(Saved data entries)
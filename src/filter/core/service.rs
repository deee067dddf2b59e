//! 合并调度的过滤服务
//!
//! `MultilangFilter` 是单飞协调器：它独占请求标志、待处理队列和重试定时器，
//! 保证任何时刻最多只有一个处理周期（收集 → 远程调用 → 写回 → 通知）在进行。
//!
//! ## 状态机
//!
//! - **触发到达** (`queue_filter`)：总是先入队并重设定时器，从不同步执行。
//! - **定时器触发** (`process_queue`)：
//!   - 队列为空：什么都不做
//!   - 周期进行中：重设定时器后返回，不扫描队列
//!   - 空闲：清除耗尽条目，选出下一批触发，重设定时器并立即开始新周期
//! - **周期开始**：若已有周期在进行，触发被重新入队而不是丢弃
//! - **周期结束**（空批次、成功或失败）：回到空闲；队列不会被主动通知，
//!   由下一次定时器触发负责排空
//!
//! 收集是同步完成的，请求标志在收集之前置位，因此两次定时器触发之间不会
//! 出现两个周期同时读写批次。唯一的挂起点是远程调用。
//!
//! ## 运行环境
//!
//! DOM 句柄不是 `Send`，整个服务运行在单线程的 `tokio::task::LocalSet` 中，
//! 所有入口方法都必须在该任务集内调用。

use std::cell::RefCell;
use std::rc::{Rc, Weak};

use markup5ever_rcdom::Handle;
use tokio::sync::mpsc;
use tokio::task::JoinHandle;

use super::queue::{PendingQueue, Selection};
use super::timer::RetryTimer;
use crate::filter::applier::apply_results;
use crate::filter::config::FilterConfig;
use crate::filter::error::{helpers, FilterResult};
use crate::filter::events::{ContentEvent, TriggerEvent};
use crate::filter::exchange::{exchange_batch, ContextId, Exchange};
use crate::filter::notifier::{LogNotifier, RenderNotifier};
use crate::filter::pipeline::{Batch, Harvester};
use crate::filter::stats::{FilterStats, FilterStatsSnapshot};

/// 调度状态
#[derive(Debug, Default)]
struct SchedulerState {
    /// 请求标志：仅在一个周期从"收集到非空批次"到"写回或放弃"之间为真
    on_request: bool,
    queue: PendingQueue,
}

struct FilterInner {
    config: FilterConfig,
    document: Handle,
    context_id: ContextId,
    harvester: Harvester,
    exchange: Box<dyn Exchange>,
    notifier: Box<dyn RenderNotifier>,
    state: RefCell<SchedulerState>,
    timer: RefCell<RetryTimer>,
    stats: FilterStats,
}

#[derive(Debug, Clone, Copy, PartialEq, Eq)]
enum CycleOutcome {
    Empty,
    Applied,
    Failed,
}

/// 客户端多语言过滤器
///
/// 克隆开销很小，所有克隆共享同一个协调器。
#[derive(Clone)]
pub struct MultilangFilter {
    inner: Rc<FilterInner>,
}

/// [`MultilangFilter`] 构建器
pub struct MultilangFilterBuilder {
    config: FilterConfig,
    document: Handle,
    context_id: ContextId,
    exchange: Option<Box<dyn Exchange>>,
    notifier: Box<dyn RenderNotifier>,
}

impl MultilangFilterBuilder {
    pub fn config(mut self, config: FilterConfig) -> Self {
        self.config = config;
        self
    }

    pub fn exchange<E: Exchange + 'static>(mut self, exchange: E) -> Self {
        self.exchange = Some(Box::new(exchange));
        self
    }

    pub fn notifier<N: RenderNotifier + 'static>(mut self, notifier: N) -> Self {
        self.notifier = Box::new(notifier);
        self
    }

    /// 校验配置并创建过滤器
    ///
    /// 未指定交换客户端时，若启用了 `ajax` 特性则根据配置创建 AJAX 客户端。
    pub fn build(self) -> FilterResult<MultilangFilter> {
        self.config.validate()?;

        let exchange = match self.exchange {
            Some(exchange) => exchange,
            None => Self::default_exchange(&self.config)?,
        };

        let harvester = Harvester::new(&self.config.marker_token, self.config.exclusion_rules()?);

        tracing::debug!(
            "创建过滤器: 上下文 {}，标记词 '{}'，{} 条排除规则，重试间隔 {:?}",
            self.context_id,
            harvester.marker(),
            harvester.exclusions().len(),
            self.config.retry_delay()
        );

        Ok(MultilangFilter {
            inner: Rc::new(FilterInner {
                config: self.config,
                document: self.document,
                context_id: self.context_id,
                harvester,
                exchange,
                notifier: self.notifier,
                state: RefCell::new(SchedulerState::default()),
                timer: RefCell::new(RetryTimer::new()),
                stats: FilterStats::default(),
            }),
        })
    }

    #[cfg(feature = "ajax")]
    fn default_exchange(config: &FilterConfig) -> FilterResult<Box<dyn Exchange>> {
        Ok(Box::new(crate::filter::exchange::AjaxExchange::from_config(config)?))
    }

    #[cfg(not(feature = "ajax"))]
    fn default_exchange(_config: &FilterConfig) -> FilterResult<Box<dyn Exchange>> {
        Err(crate::filter::error::FilterError::ConfigError(
            "未指定交换客户端".to_string(),
        ))
    }
}

impl MultilangFilter {
    pub fn builder(document: Handle, context_id: impl Into<ContextId>) -> MultilangFilterBuilder {
        MultilangFilterBuilder {
            config: FilterConfig::default(),
            document,
            context_id: context_id.into(),
            exchange: None,
            notifier: Box::new(LogNotifier),
        }
    }

    /// 入队一个触发并重设定时器
    ///
    /// `None` 不会产生周期，只会推动一次排空。
    pub fn queue_filter(&self, event: Option<TriggerEvent>) {
        queue_filter(&self.inner, event);
    }

    /// 入队一个宿主通知
    pub fn notify(&self, event: ContentEvent) {
        queue_filter(&self.inner, Some(event.into_trigger()));
    }

    /// 跳过队列直接开始周期；已有周期在进行时重新入队
    pub fn filter_now(&self, event: TriggerEvent) {
        start_cycle(&self.inner, Selection::detached(event));
    }

    /// 订阅宿主通知通道，每个通知都映射为一次入队
    ///
    /// 过滤器被释放或发送端全部关闭后任务结束。
    pub fn listen(&self, mut events: mpsc::UnboundedReceiver<ContentEvent>) -> JoinHandle<()> {
        let weak: Weak<FilterInner> = Rc::downgrade(&self.inner);
        tokio::task::spawn_local(async move {
            while let Some(event) = events.recv().await {
                let Some(inner) = weak.upgrade() else {
                    break;
                };
                queue_filter(&inner, Some(event.into_trigger()));
            }
            tracing::debug!("通知通道已关闭，停止监听");
        })
    }

    /// 停止重试定时器；队列中的条目保留，下一次入队会重新启动定时器
    pub fn stop(&self) {
        self.inner.timer.borrow_mut().stop();
    }

    /// 是否有周期在进行
    pub fn is_active(&self) -> bool {
        self.inner.state.borrow().on_request
    }

    /// 尚未消费的触发数
    pub fn pending_len(&self) -> usize {
        self.inner.state.borrow().queue.live_len()
    }

    pub fn stats(&self) -> FilterStatsSnapshot {
        self.inner.stats.snapshot()
    }

    pub fn config(&self) -> &FilterConfig {
        &self.inner.config
    }

    pub fn context_id(&self) -> &ContextId {
        &self.inner.context_id
    }

    pub fn document(&self) -> &Handle {
        &self.inner.document
    }
}

fn queue_filter(inner: &Rc<FilterInner>, event: Option<TriggerEvent>) {
    inner.state.borrow_mut().queue.push(event);
    inner.stats.inc_triggers_queued();
    run_interval(inner);
}

fn run_interval(inner: &Rc<FilterInner>) {
    let weak = Rc::downgrade(inner);
    inner
        .timer
        .borrow_mut()
        .arm(inner.config.retry_delay(), move || {
            if let Some(inner) = weak.upgrade() {
                process_queue(&inner);
            }
        });
}

fn process_queue(inner: &Rc<FilterInner>) {
    inner.timer.borrow_mut().disarm();

    let selection = {
        let mut state = inner.state.borrow_mut();
        if state.queue.is_empty() {
            return;
        }

        if state.on_request {
            drop(state);
            tracing::trace!("周期进行中，稍后重试");
            run_interval(inner);
            return;
        }

        state.queue.select()
    };

    if let Some(selection) = selection {
        run_interval(inner);
        start_cycle(inner, selection);
    }
}

fn start_cycle(inner: &Rc<FilterInner>, selection: Selection) {
    {
        let mut state = inner.state.borrow_mut();
        if state.on_request {
            // 不并发执行两个周期：交回队列
            state.queue.mark_done(&selection.ids);
            for event in selection.events {
                state.queue.push(Some(event));
                inner.stats.inc_triggers_requeued();
            }
            drop(state);
            run_interval(inner);
            return;
        }
        state.on_request = true;
    }

    inner.stats.inc_cycles_started();

    let roots = selection.scan_roots();
    let batch = inner.harvester.collect(&inner.document, &roots);

    if batch.is_empty() {
        inner.stats.inc_cycles_empty();
        tracing::debug!("没有待过滤的内容，跳过远程调用");
        finish_cycle(inner, selection, CycleOutcome::Empty);
        return;
    }

    tracing::debug!(
        "开始周期: {} 个触发，{} 个扫描根，{} 项",
        selection.events.len(),
        roots.len(),
        batch.len()
    );

    let inner = Rc::clone(inner);
    tokio::task::spawn_local(async move {
        let outcome = run_exchange(&inner, batch).await;
        finish_cycle(&inner, selection, outcome);
    });
}

async fn run_exchange(inner: &FilterInner, batch: Batch) -> CycleOutcome {
    let (nodes, payloads) = batch.into_parts();
    inner.stats.inc_exchanges_sent();

    let result = exchange_batch(
        inner.exchange.as_ref(),
        &inner.context_id,
        payloads,
        inner.config.exchange_timeout(),
    )
    .await
    .and_then(|response| apply_results(&nodes, &response));

    match result {
        Ok(count) => {
            inner.stats.add_nodes_updated(count);
            inner.notifier.content_rendering_complete(&nodes);
            tracing::info!("过滤完成: {} 个节点已更新", count);
            CycleOutcome::Applied
        }
        Err(error) => {
            inner.stats.inc_exchanges_failed();
            helpers::log_error(&error.with_context(format!("{} 项未更新", nodes.len())));
            CycleOutcome::Failed
        }
    }
}

fn finish_cycle(inner: &Rc<FilterInner>, selection: Selection, outcome: CycleOutcome) {
    let mut state = inner.state.borrow_mut();
    state.on_request = false;
    state.queue.mark_done(&selection.ids);

    if outcome == CycleOutcome::Failed && inner.config.requeue_on_failure {
        for event in selection.events {
            state.queue.push(Some(event));
            inner.stats.inc_triggers_requeued();
        }
        drop(state);
        run_interval(inner);
    }
}

impl std::fmt::Debug for MultilangFilter {
    fn fmt(&self, f: &mut std::fmt::Formatter<'_>) -> std::fmt::Result {
        let state = self.inner.state.borrow();
        f.debug_struct("MultilangFilter")
            .field("context_id", &self.inner.context_id)
            .field("active", &state.on_request)
            .field("pending", &state.queue.live_len())
            .finish()
    }
}

#[cfg(test)]
mod tests {
    use super::*;
    use crate::filter::error::FilterError;
    use crate::parsers::html::html_to_dom;
    use std::time::Duration;
    use tokio::task::LocalSet;

    fn echo(_: ContextId, data: Vec<String>) -> futures::future::Ready<FilterResult<Vec<String>>> {
        futures::future::ready(Ok(data))
    }

    #[test]
    fn test_builder_validates_config() {
        let dom = html_to_dom(b"<p>x</p>", "utf-8");
        let mut config = FilterConfig::default();
        config.marker_token = String::new();

        let result = MultilangFilter::builder(dom.document.clone(), ContextId(1))
            .config(config)
            .exchange(echo)
            .build();
        assert!(matches!(result, Err(FilterError::ConfigError(_))));
    }

    #[tokio::test(start_paused = true)]
    async fn test_enqueue_is_deferred_to_timer() {
        LocalSet::new()
            .run_until(async {
                let dom = html_to_dom(b"<p>{mlang en}x{mlang}</p>", "utf-8");
                let filter = MultilangFilter::builder(dom.document.clone(), ContextId(1))
                    .exchange(echo)
                    .build()
                    .unwrap();

                filter.queue_filter(Some(TriggerEvent::whole_document()));
                assert!(!filter.is_active());
                assert_eq!(filter.stats().cycles_started, 0);
                assert!(format!("{:?}", filter).contains("pending: 1"));

                tokio::time::sleep(Duration::from_millis(501)).await;
                assert_eq!(filter.stats().cycles_started, 1);
                assert_eq!(filter.stats().exchanges_sent, 1);
            })
            .await;
    }
}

TASK → An exact copy of the data is needed, running from its first line through the line that holds "use tokio::task::JoinHandle;", and nothing beyond that.

YOUR SOLUTION →
filename src/filter/core/service.rs
repository deee067dddf2b59e
//! 合并调度的过滤服务
//!
//! `MultilangFilter` 是单飞协调器：它独占请求标志、待处理队列和重试定时器，
//! 保证任何时刻最多只有一个处理周期（收集 → 远程调用 → 写回 → 通知）在进行。
//!
//! ## 状态机
//!
//! - **触发到达** (`queue_filter`)：总是先入队并重设定时器，从不同步执行。
//! - **定时器触发** (`process_queue`)：
//!   - 队列为空：什么都不做
//!   - 周期进行中：重设定时器后返回，不扫描队列
//!   - 空闲：清除耗尽条目，选出下一批触发，重设定时器并立即开始新周期
//! - **周期开始**：若已有周期在进行，触发被重新入队而不是丢弃
//! - **周期结束**（空批次、成功或失败）：回到空闲；队列不会被主动通知，
//!   由下一次定时器触发负责排空
//!
//! 收集是同步完成的，请求标志在收集之前置位，因此两次定时器触发之间不会
//! 出现两个周期同时读写批次。唯一的挂起点是远程调用。
//!
//! ## 运行环境
//!
//! DOM 句柄不是 `Send`，整个服务运行在单线程的 `tokio::task::LocalSet` 中，
//! 所有入口方法都必须在该任务集内调用。

use std::cell::RefCell;
use std::rc::{Rc, Weak};

use markup5ever_rcdom::Handle;
use tokio::sync::mpsc;
use tokio::task::JoinHandle;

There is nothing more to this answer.